SUMMARY OF THE INVENTION
[0008] Accordingly, it is an advantage of the present invention
that an improved digital communications transmitter with
synthesizer-controlled modulation and method are provided.
[0009] Another advantage of the present invention is that
pulse-shaping and IF/RF modulation functions are combined.
[0010] Another advantage of the present invention is that a digital
synthesizer is controlled to provide both IF/RF modulation and
pulse shaping.
[0011] Yet another advantage of the present invention is that the
significant power-consuming components can be limited to a
high-power amplifier (HPA) and two semiconductor devices.
[0012] These and other advantages of the present invention are
carried out in one form by a digital communications transmitter
which includes a digital-processing circuit configured to generate
a digitally-modulated symbol for each unit interval. A
frequency-profiling circuit is configured to generate a plurality
of digitally-specified frequencies per unit interval in response to
each digitally-modulated symbol. The digitally-specified
frequencies are arranged so as to confine radio-frequency (RF)
emissions within a predetermined spectral mask. A digital
synthesizer has a frequency input that couples to the
frequency-profiling circuit and has a periodic output. The periodic
output of the digital synthesizer couples to a digital-to-analog
converter.
BRIEF DESCRIPTION OF THE DRAWINGS
[0013] A more complete understanding of the present invention may
be derived by referring to the detailed description and claims when
considered in connection with the Figures, wherein like reference
numbers refer to similar items throughout the Figures, and:
[0014] FIG. 1 shows a block diagram of a digital communications
transmitter configured in accordance with one embodiment of the
present invention;
[0015] FIG. 2 shows a block diagram of a digital-processing circuit
from FIG. 1;
[0016] FIG. 3 shows a block diagram of a mapping circuit from FIG.
2 which generates frequency-profile indexes;
[0017] FIG. 4 shows a phase-point diagram for QPSK modulation,
which is one of many different modulation types the digital
communications transmitter of FIG. 1 can be adapted to
accommodate;
[0018] FIG. 5 shows a table depicting one exemplary mapping
function that may be implemented in the mapping circuit from FIG. 3
to accommodate the QPSK modulation example of FIG. 4;
[0019] FIG. 6 shows a graph depicting data level over time in a
memory of the digital-processing circuit from FIG. 2 and in
relation to a standby signal;
[0020] FIG. 7 shows a block diagram of a direct digital synthesizer
(DDS) from FIG. 1;
[0021] Each of FIGS. 8-11 shows a different frequency profile which
may be implemented through the frequency-profiling circuit from
FIG. 7 to accommodate the QPSK modulation example of FIG. 4;
and
[0022] FIG. 12 shows a graph depicting an exemplary spectral mask
that a frequency-profiling circuit from FIG. 7 may accommodate.

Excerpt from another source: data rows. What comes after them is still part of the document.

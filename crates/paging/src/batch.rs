use floe_core::model::DeviceClass;

/// Adaptive batch size as a pure function of how much history is already
/// loaded. Early pages are larger so scrolling feels populated quickly;
/// once a room holds plenty of history the size tapers off to avoid
/// over-fetching. Constrained devices cap every page at the first-load
/// size.
pub fn batch_size(loaded_count: usize, device: DeviceClass) -> u32 {
    let size = if loaded_count == 0 {
        20
    } else if loaded_count < 50 {
        30
    } else if loaded_count < 200 {
        25
    } else {
        20
    };

    match device {
        DeviceClass::Standard => size,
        DeviceClass::Constrained => size.min(20),
    }
}

#[cfg(test)]
mod tests {
    use super::*;

    #[test]
    fn standard_tiers() {
        assert_eq!(batch_size(0, DeviceClass::Standard), 20);
        assert_eq!(batch_size(1, DeviceClass::Standard), 30);
        assert_eq!(batch_size(40, DeviceClass::Standard), 30);
        assert_eq!(batch_size(49, DeviceClass::Standard), 30);
        assert_eq!(batch_size(50, DeviceClass::Standard), 25);
        assert_eq!(batch_size(199, DeviceClass::Standard), 25);
        assert_eq!(batch_size(200, DeviceClass::Standard), 20);
        assert_eq!(batch_size(220, DeviceClass::Standard), 20);
    }

    #[test]
    fn constrained_devices_cap_at_twenty() {
        assert_eq!(batch_size(0, DeviceClass::Constrained), 20);
        assert_eq!(batch_size(40, DeviceClass::Constrained), 20);
        assert_eq!(batch_size(100, DeviceClass::Constrained), 20);
        assert_eq!(batch_size(500, DeviceClass::Constrained), 20);
    }
}
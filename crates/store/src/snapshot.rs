use chrono::{DateTime, Utc};
use serde::{Deserialize, Serialize};

use floe_core::model::{Message, MessageStatus, PresenceMember};

use crate::rooms::RoomDirectory;
use crate::MessageStore;

pub const SNAPSHOT_VERSION: u32 = 1;

#[derive(Debug, thiserror::Error)]
pub enum SnapshotError {
    #[error("failed to serialize snapshot: {0}")]
    Serialize(#[from] serde_json::Error),

    #[error("unsupported snapshot version {found} (supported up to {supported})")]
    UnsupportedVersion { found: u32, supported: u32 },
}

/// Opaque, versioned state captured for offline display: sanitized,
/// size-capped message and member lists per room. Unconfirmed entries
/// (optimistic or failed) never leave the process.
#[derive(Debug, Clone, Serialize, Deserialize)]
#[serde(rename_all = "camelCase")]
pub struct Snapshot {
    pub version: u32,
    pub captured_at: DateTime<Utc>,
    pub rooms: Vec<RoomSnapshot>,
}

#[derive(Debug, Clone, Serialize, Deserialize)]
#[serde(rename_all = "camelCase")]
pub struct RoomSnapshot {
    pub room_id: String,
    pub messages: Vec<Message>,
    pub members: Vec<PresenceMember>,
}

impl Snapshot {
    pub fn capture(store: &MessageStore, directory: &RoomDirectory, cap: usize) -> Self {
        let rooms = store
            .rooms_with_messages()
            .into_iter()
            .map(|(room_id, messages)| {
                let mut sanitized: Vec<Message> = messages
                    .into_iter()
                    .filter(|m| {
                        !m.is_optimistic() && m.status != MessageStatus::Failed
                    })
                    .collect();
                if sanitized.len() > cap {
                    let excess = sanitized.len() - cap;
                    sanitized.drain(0..excess);
                }

                let mut members = directory.members(&room_id);
                members.truncate(cap);

                RoomSnapshot {
                    room_id,
                    messages: sanitized,
                    members,
                }
            })
            .collect();

        Self {
            version: SNAPSHOT_VERSION,
            captured_at: Utc::now(),
            rooms,
        }
    }

    pub fn encode(&self) -> Result<String, SnapshotError> {
        Ok(serde_json::to_string(self)?)
    }

    /// Decode a snapshot, gating on its version before interpreting the
    /// body so future formats fail cleanly instead of half-parsing.
    pub fn decode(raw: &str) -> Result<Self, SnapshotError> {
        #[derive(Deserialize)]
        struct VersionProbe {
            version: u32,
        }

        let probe: VersionProbe = serde_json::from_str(raw)?;
        if probe.version > SNAPSHOT_VERSION {
            return Err(SnapshotError::UnsupportedVersion {
                found: probe.version,
                supported: SNAPSHOT_VERSION,
            });
        }

        Ok(serde_json::from_str(raw)?)
    }
}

DETAILED DESCRIPTION OF THE PREFERRED EMBODIMENTS
[0023] FIG. 1 shows a block diagram of a digital communications
transmitter 20 configured in accordance with one embodiment of the
present invention. Transmitter 20 includes a digital-processing
circuit 22, which receives the payload data to be communicated from
transmitter 20 at an input port 23, and a direct digital
synthesizer (DDS) 24, which performs pulse-shaping and which
performs at least modulation of an intermediate-frequency (IF)

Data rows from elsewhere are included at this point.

use chrono::{DateTime, Duration, Utc};

use floe_core::config::RetentionConfig;
use floe_core::model::Message;

/// Bounds per-room memory: messages older than the window are dropped, then
/// the total is capped by evicting oldest-first.
#[derive(Debug, Clone)]
pub struct RetentionPolicy {
    max_age: Duration,
    max_count: usize,
}

impl Default for RetentionPolicy {
    fn default() -> Self {
        Self::from_config(&RetentionConfig::default())
    }
}

impl RetentionPolicy {
    pub fn new(max_age: Duration, max_count: usize) -> Self {
        Self {
            max_age,
            max_count: max_count.max(1),
        }
    }

    pub fn from_config(config: &RetentionConfig) -> Self {
        Self::new(
            Duration::days(i64::from(config.max_age_days)),
            config.max_count,
        )
    }

    /// Evict in place from an ascending list. Returns the number of
    /// messages removed.
    pub fn apply(&self, messages: &mut Vec<Message>, now: DateTime<Utc>) -> usize {
        let before = messages.len();
        let cutoff = now - self.max_age;
        messages.retain(|m| m.timestamp >= cutoff);

        if messages.len() > self.max_count {
            let excess = messages.len() - self.max_count;
            messages.drain(0..excess);
        }

        before - messages.len()
    }
}

#[cfg(test)]
mod tests {
    use super::*;
    use floe_core::model::{MessageContent, MessageId, MessageStatus};

    fn message_at(n: i64, now: DateTime<Utc>) -> Message {
        Message {
            id: MessageId::Remote(format!("srv-{n}")),
            room_id: "general".into(),
            sender_id: "u1".into(),
            sender_name: "Ada".into(),
            content: MessageContent::text(format!("m{n}")),
            timestamp: now + Duration::seconds(n),
            status: MessageStatus::Sent,
            reply_to: None,
            reactions: Vec::new(),
        }
    }

    #[test]
    fn caps_to_most_recent() {
        let now = Utc::now();
        let policy = RetentionPolicy::new(Duration::days(7), 200);
        let mut messages: Vec<_> = (0..250).map(|n| message_at(n, now)).collect();

        let evicted = policy.apply(&mut messages, now);

        assert_eq!(evicted, 50);
        assert_eq!(messages.len(), 200);
        assert_eq!(messages[0].id, MessageId::Remote("srv-50".into()));
        assert_eq!(messages[199].id, MessageId::Remote("srv-249".into()));
    }

    #[test]
    fn drops_entries_older_than_window() {
        let now = Utc::now();
        let policy = RetentionPolicy::new(Duration::days(7), 200);
        let mut messages = vec![
            message_at(-8 * 24 * 3600, now),
            message_at(-6 * 24 * 3600, now),
            message_at(0, now),
        ];

        let evicted = policy.apply(&mut messages, now);

        assert_eq!(evicted, 1);
        assert_eq!(messages.len(), 2);
        assert!(messages.iter().all(|m| m.timestamp >= now - Duration::days(7)));
    }

    #[test]
    fn within_bounds_is_untouched() {
        let now = Utc::now();
        let policy = RetentionPolicy::new(Duration::days(7), 200);
        let mut messages: Vec<_> = (0..10).map(|n| message_at(n, now)).collect();

        assert_eq!(policy.apply(&mut messages, now), 0);
        assert_eq!(messages.len(), 10);
    }
}
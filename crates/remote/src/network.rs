use std::future::Future;
use std::time::Duration;

use tokio::sync::watch;
use tokio::time::Instant;
use tracing::debug;

use floe_core::config::ProbeConfig;
use floe_core::model::NetworkState;

/// Outcome of an on-demand reachability check.
#[derive(Debug, Clone, PartialEq, Eq)]
pub struct NetworkProbe {
    pub reachable: bool,
    /// Round-trip latency of the fastest responding endpoint.
    pub latency: Option<Duration>,
    pub endpoint: Option<String>,
}

impl NetworkProbe {
    pub fn unreachable() -> Self {
        Self {
            reachable: false,
            latency: None,
            endpoint: None,
        }
    }
}

/// Platform network signal: a stream of raw connectivity flags plus an
/// on-demand reliable check. The reliable check exists because the raw
/// flags false-positive and false-negative on mobile networks.
pub trait NetworkMonitor: Send + Sync + 'static {
    fn watch(&self) -> watch::Receiver<NetworkState>;

    fn check_reliable(&self) -> impl Future<Output = NetworkProbe> + Send;
}

/// Reachability monitor backed by a multi-endpoint HTTP probe with latency
/// measurement. The platform shell feeds raw flag updates through
/// [`ProbeMonitor::report`].
pub struct ProbeMonitor {
    client: reqwest::Client,
    endpoints: Vec<String>,
    state_tx: watch::Sender<NetworkState>,
}

impl ProbeMonitor {
    pub fn new(config: &ProbeConfig) -> Self {
        let client = reqwest::Client::builder()
            .timeout(config.timeout())
            .build()
            .unwrap_or_default();
        let (state_tx, _) = watch::channel(NetworkState::online());
        Self {
            client,
            endpoints: config.endpoints.clone(),
            state_tx,
        }
    }

    /// Feed a raw connectivity update from the platform.
    pub fn report(&self, state: NetworkState) {
        let _ = self.state_tx.send(state);
    }
}

impl NetworkMonitor for ProbeMonitor {
    fn watch(&self) -> watch::Receiver<NetworkState> {
        self.state_tx.subscribe()
    }

    async fn check_reliable(&self) -> NetworkProbe {
        let checks = self.endpoints.iter().map(|endpoint| {
            let client = self.client.clone();
            let url = endpoint.clone();
            async move {
                let started = Instant::now();
                match client.get(&url).send().await {
                    Ok(response)
                        if response.status().is_success()
                            || response.status().is_redirection() =>
                    {
                        Some((url, started.elapsed()))
                    }
                    Ok(response) => {
                        debug!(url = %url, status = %response.status(), "probe endpoint rejected");
                        None
                    }
                    Err(error) => {
                        debug!(url = %url, error = %error, "probe endpoint unreachable");
                        None
                    }
                }
            }
        });

        let fastest = futures::future::join_all(checks)
            .await
            .into_iter()
            .flatten()
            .min_by_key(|(_, latency)| *latency);

        match fastest {
            Some((endpoint, latency)) => NetworkProbe {
                reachable: true,
                latency: Some(latency),
                endpoint: Some(endpoint),
            },
            None => NetworkProbe::unreachable(),
        }
    }
}
//! Hand-rolled fakes for exercising the synchronization core without a
//! real backend: a scriptable [`FakeRemote`], a scriptable [`FakeNetwork`],
//! and message builders.

use std::collections::{HashMap, VecDeque};
use std::sync::atomic::{AtomicBool, AtomicU32, Ordering};
use std::sync::Mutex;
use std::time::Duration;

use chrono::{DateTime, TimeZone, Utc};
use tokio::sync::watch;

use floe_core::error::SyncError;
use floe_core::model::{
    Message, MessageContent, MessageId, MessageStatus, NetworkState, TypingUser,
};
use floe_remote::network::{NetworkMonitor, NetworkProbe};
use floe_remote::{OutboundMessage, RemoteSource};

/// Counters and recorded arguments for every remote call.
#[derive(Debug, Default, Clone)]
pub struct CallLog {
    pub initialize: u32,
    pub join_room: u32,
    pub leave_room: u32,
    pub load_initial: u32,
    pub load_older: u32,
    pub send_message: u32,
    pub set_typing: u32,
    pub pause_all: u32,
    pub cleanup: u32,
    pub initial_requests: Vec<(String, u32)>,
    pub older_requests: Vec<(String, DateTime<Utc>, u32)>,
    pub typing_signals: Vec<(String, bool)>,
}

#[derive(Default)]
struct FakeRemoteState {
    initial_pages: HashMap<String, Vec<Message>>,
    older_pages: HashMap<String, VecDeque<Vec<Message>>>,
    request_failures: VecDeque<SyncError>,
    send_failures: VecDeque<SyncError>,
    fetch_delay: Option<Duration>,
    send_seq: u32,
    calls: CallLog,
}

/// A remote source whose responses are scripted per test: canned pages,
/// injected failures, and optional fetch latency.
#[derive(Default)]
pub struct FakeRemote {
    state: Mutex<FakeRemoteState>,
}

impl FakeRemote {
    pub fn new() -> Self {
        Self::default()
    }

    pub fn script_initial(&self, room_id: &str, messages: Vec<Message>) {
        self.state
            .lock()
            .unwrap()
            .initial_pages
            .insert(room_id.to_string(), messages);
    }

    /// Queue the next page `load_older_messages` returns for a room.
    pub fn push_older_page(&self, room_id: &str, messages: Vec<Message>) {
        self.state
            .lock()
            .unwrap()
            .older_pages
            .entry(room_id.to_string())
            .or_default()
            .push_back(messages);
    }

    /// Fail the next fetches (initial or older) with the given errors, in
    /// order, before serving scripted pages again.
    pub fn fail_next_requests(&self, errors: impl IntoIterator<Item = SyncError>) {
        self.state.lock().unwrap().request_failures.extend(errors);
    }

    pub fn fail_next_sends(&self, errors: impl IntoIterator<Item = SyncError>) {
        self.state.lock().unwrap().send_failures.extend(errors);
    }

    /// Delay every fetch by `delay` (driven by the paused test clock).
    pub fn set_fetch_delay(&self, delay: Duration) {
        self.state.lock().unwrap().fetch_delay = Some(delay);
    }

    pub fn calls(&self) -> CallLog {
        self.state.lock().unwrap().calls.clone()
    }

    async fn apply_fetch_delay(&self) {
        let delay = self.state.lock().unwrap().fetch_delay;
        if let Some(delay) = delay {
            tokio::time::sleep(delay).await;
        }
    }

    fn take_request_failure(&self) -> Option<SyncError> {
        self.state.lock().unwrap().request_failures.pop_front()
    }
}

impl RemoteSource for FakeRemote {
    async fn initialize(&self) -> Result<(), SyncError> {
        let mut state = self.state.lock().unwrap();
        state.calls.initialize += 1;
        if let Some(error) = state.request_failures.pop_front() {
            return Err(error);
        }
        Ok(())
    }

    async fn join_room(
        &self,
        _room_id: &str,
        _user_id: &str,
        _display_name: &str,
    ) -> Result<(), SyncError> {
        self.state.lock().unwrap().calls.join_room += 1;
        Ok(())
    }

    async fn leave_room(&self, _room_id: &str) -> Result<(), SyncError> {
        self.state.lock().unwrap().calls.leave_room += 1;
        Ok(())
    }

    async fn load_initial_messages(
        &self,
        room_id: &str,
        limit: u32,
    ) -> Result<Vec<Message>, SyncError> {
        {
            let mut state = self.state.lock().unwrap();
            state.calls.load_initial += 1;
            state
                .calls
                .initial_requests
                .push((room_id.to_string(), limit));
        }
        self.apply_fetch_delay().await;

        if let Some(error) = self.take_request_failure() {
            return Err(error);
        }
        Ok(self
            .state
            .lock()
            .unwrap()
            .initial_pages
            .get(room_id)
            .cloned()
            .unwrap_or_default())
    }

    async fn load_older_messages(
        &self,
        room_id: &str,
        before: DateTime<Utc>,
        limit: u32,
    ) -> Result<Vec<Message>, SyncError> {
        {
            let mut state = self.state.lock().unwrap();
            state.calls.load_older += 1;
            state
                .calls
                .older_requests
                .push((room_id.to_string(), before, limit));
        }
        self.apply_fetch_delay().await;

        if let Some(error) = self.take_request_failure() {
            return Err(error);
        }
        Ok(self
            .state
            .lock()
            .unwrap()
            .older_pages
            .get_mut(room_id)
            .and_then(VecDeque::pop_front)
            .unwrap_or_default())
    }

    async fn send_message(&self, outbound: OutboundMessage) -> Result<Message, SyncError> {
        let mut state = self.state.lock().unwrap();
        state.calls.send_message += 1;
        if let Some(error) = state.send_failures.pop_front() {
            return Err(error);
        }
        state.send_seq += 1;
        Ok(Message {
            id: MessageId::Remote(format!("srv-send-{}", state.send_seq)),
            room_id: outbound.room_id,
            sender_id: outbound.sender_id,
            sender_name: outbound.sender_name,
            content: outbound.content,
            timestamp: Utc::now(),
            status: MessageStatus::Sent,
            reply_to: outbound.reply_to,
            reactions: Vec::new(),
        })
    }

    async fn set_typing(
        &self,
        room_id: &str,
        _user_id: &str,
        _display_name: &str,
        is_typing: bool,
    ) -> Result<(), SyncError> {
        let mut state = self.state.lock().unwrap();
        state.calls.set_typing += 1;
        state
            .calls
            .typing_signals
            .push((room_id.to_string(), is_typing));
        Ok(())
    }

    async fn pause_all(&self) -> Result<(), SyncError> {
        self.state.lock().unwrap().calls.pause_all += 1;
        Ok(())
    }

    async fn cleanup(&self) -> Result<(), SyncError> {
        self.state.lock().unwrap().calls.cleanup += 1;
        Ok(())
    }
}

/// A network signal whose probe outcomes are scripted per test.
pub struct FakeNetwork {
    state_tx: watch::Sender<NetworkState>,
    scripted_probes: Mutex<VecDeque<bool>>,
    default_reachable: AtomicBool,
    checks: AtomicU32,
}

impl Default for FakeNetwork {
    fn default() -> Self {
        let (state_tx, _) = watch::channel(NetworkState::online());
        Self {
            state_tx,
            scripted_probes: Mutex::new(VecDeque::new()),
            default_reachable: AtomicBool::new(true),
            checks: AtomicU32::new(0),
        }
    }
}

impl FakeNetwork {
    pub fn new() -> Self {
        Self::default()
    }

    /// Outcomes for the next reliability checks, in order. Once drained,
    /// checks fall back to the default reachability.
    pub fn script_probes(&self, outcomes: impl IntoIterator<Item = bool>) {
        self.scripted_probes.lock().unwrap().extend(outcomes);
    }

    pub fn set_reachable(&self, reachable: bool) {
        self.default_reachable.store(reachable, Ordering::SeqCst);
    }

    pub fn report(&self, state: NetworkState) {
        let _ = self.state_tx.send(state);
    }

    pub fn check_count(&self) -> u32 {
        self.checks.load(Ordering::SeqCst)
    }
}

impl NetworkMonitor for FakeNetwork {
    fn watch(&self) -> watch::Receiver<NetworkState> {
        self.state_tx.subscribe()
    }

    async fn check_reliable(&self) -> NetworkProbe {
        self.checks.fetch_add(1, Ordering::SeqCst);
        let reachable = self
            .scripted_probes
            .lock()
            .unwrap()
            .pop_front()
            .unwrap_or_else(|| self.default_reachable.load(Ordering::SeqCst));

        if reachable {
            NetworkProbe {
                reachable: true,
                latency: Some(Duration::from_millis(20)),
                endpoint: Some("fake://probe".to_string()),
            }
        } else {
            NetworkProbe::unreachable()
        }
    }
}

/// Install a fmt subscriber for tests, once per process. Honors
/// `RUST_LOG`; later calls are no-ops.
pub fn init_logging() {
    use std::sync::Once;
    static INIT: Once = Once::new();
    INIT.call_once(|| {
        let _ = tracing_subscriber::fmt()
            .with_env_filter(tracing_subscriber::EnvFilter::from_default_env())
            .with_test_writer()
            .try_init();
    });
}

pub fn ts(millis: i64) -> DateTime<Utc> {
    Utc.timestamp_millis_opt(millis).unwrap()
}

pub fn remote_message(room_id: &str, id: &str, sender: &str, body: &str, at: i64) -> Message {
    Message {
        id: MessageId::Remote(id.into()),
        room_id: room_id.into(),
        sender_id: sender.into(),
        sender_name: sender.to_uppercase(),
        content: MessageContent::text(body),
        timestamp: ts(at),
        status: MessageStatus::Sent,
        reply_to: None,
        reactions: Vec::new(),
    }
}

pub fn local_message(room_id: &str, sender: &str, body: &str, at: i64) -> Message {
    Message {
        id: MessageId::local(),
        room_id: room_id.into(),
        sender_id: sender.into(),
        sender_name: sender.to_uppercase(),
        content: MessageContent::text(body),
        timestamp: ts(at),
        status: MessageStatus::Pending,
        reply_to: None,
        reactions: Vec::new(),
    }
}

pub fn typing_user(room_id: &str, user_id: &str) -> TypingUser {
    TypingUser {
        user_id: user_id.into(),
        room_id: room_id.into(),
        user_name: user_id.to_uppercase(),
        expires_at: Utc::now(),
    }
}

/// A page of `count` ascending messages ending just before `before_ms`,
/// spaced one second apart.
pub fn older_page(room_id: &str, before_ms: i64, count: usize) -> Vec<Message> {
    (0..count)
        .map(|n| {
            let at = before_ms - 1_000 * (count as i64 - n as i64);
            remote_message(
                room_id,
                &format!("hist-{at}"),
                "u-history",
                &format!("older {n}"),
                at,
            )
        })
        .collect()
}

carrier, and possibly modulation of a radio-frequency (RF) carrier.
DDS 24 couples to digital-processing circuit 22 in a manner
discussed in more detail below.
[0024] In the preferred embodiment, if the carrier frequency is
less than a few hundred MHz, then an analog output from DDS 24 can
serve as an RF carrier signal. When the carrier frequency is more
than a few hundred MHz, then the analog output from DDS 24 is an IF
signal that couples to a first input of a mixer 26. A second input
of mixer 26 couples to an output from a local oscillator 28, and an
output of mixer 26 serves as an RF carrier signal. This RF carrier
signal is routed through a band-pass filter (BPF) 30 and then
drives a constant-envelope (C.E.), high-power amplifier (HPA) 32.
HPA 32 generates an amplified signal 34 broadcast from transmitter
20 at an antenna 36. The use of a constant-envelope HPA is
desirable in low-power transmitter 20 because constant-envelope
HPA's are typically more power efficient and less costly than
linear and other types of HPA's conventionally used in digital
communications transmitters. In addition, it permits the omission
of HPA-linearization circuits and processing techniques often
necessary when linear HPA's are used.
[0025] In the preferred embodiment, digital-processing circuit 22
and DDS 24 are both highly-programmable components. Thus,
transmitter 20 may be used in a software-defined radio that can
support a wide variety of communication formats. A controller 38
couples to digital-processing circuit 22 and to DDS 24 to provide
the programming suitable for a communication format to be used by
transmitter 20, and that communication format may change from
time-to-time under the management of controller 38. But nothing
requires the presence of controller 38, and digital-processing
circuit 22 and DDS 24 may be factory-programmed to implement a
desired communication format much less amenable to change.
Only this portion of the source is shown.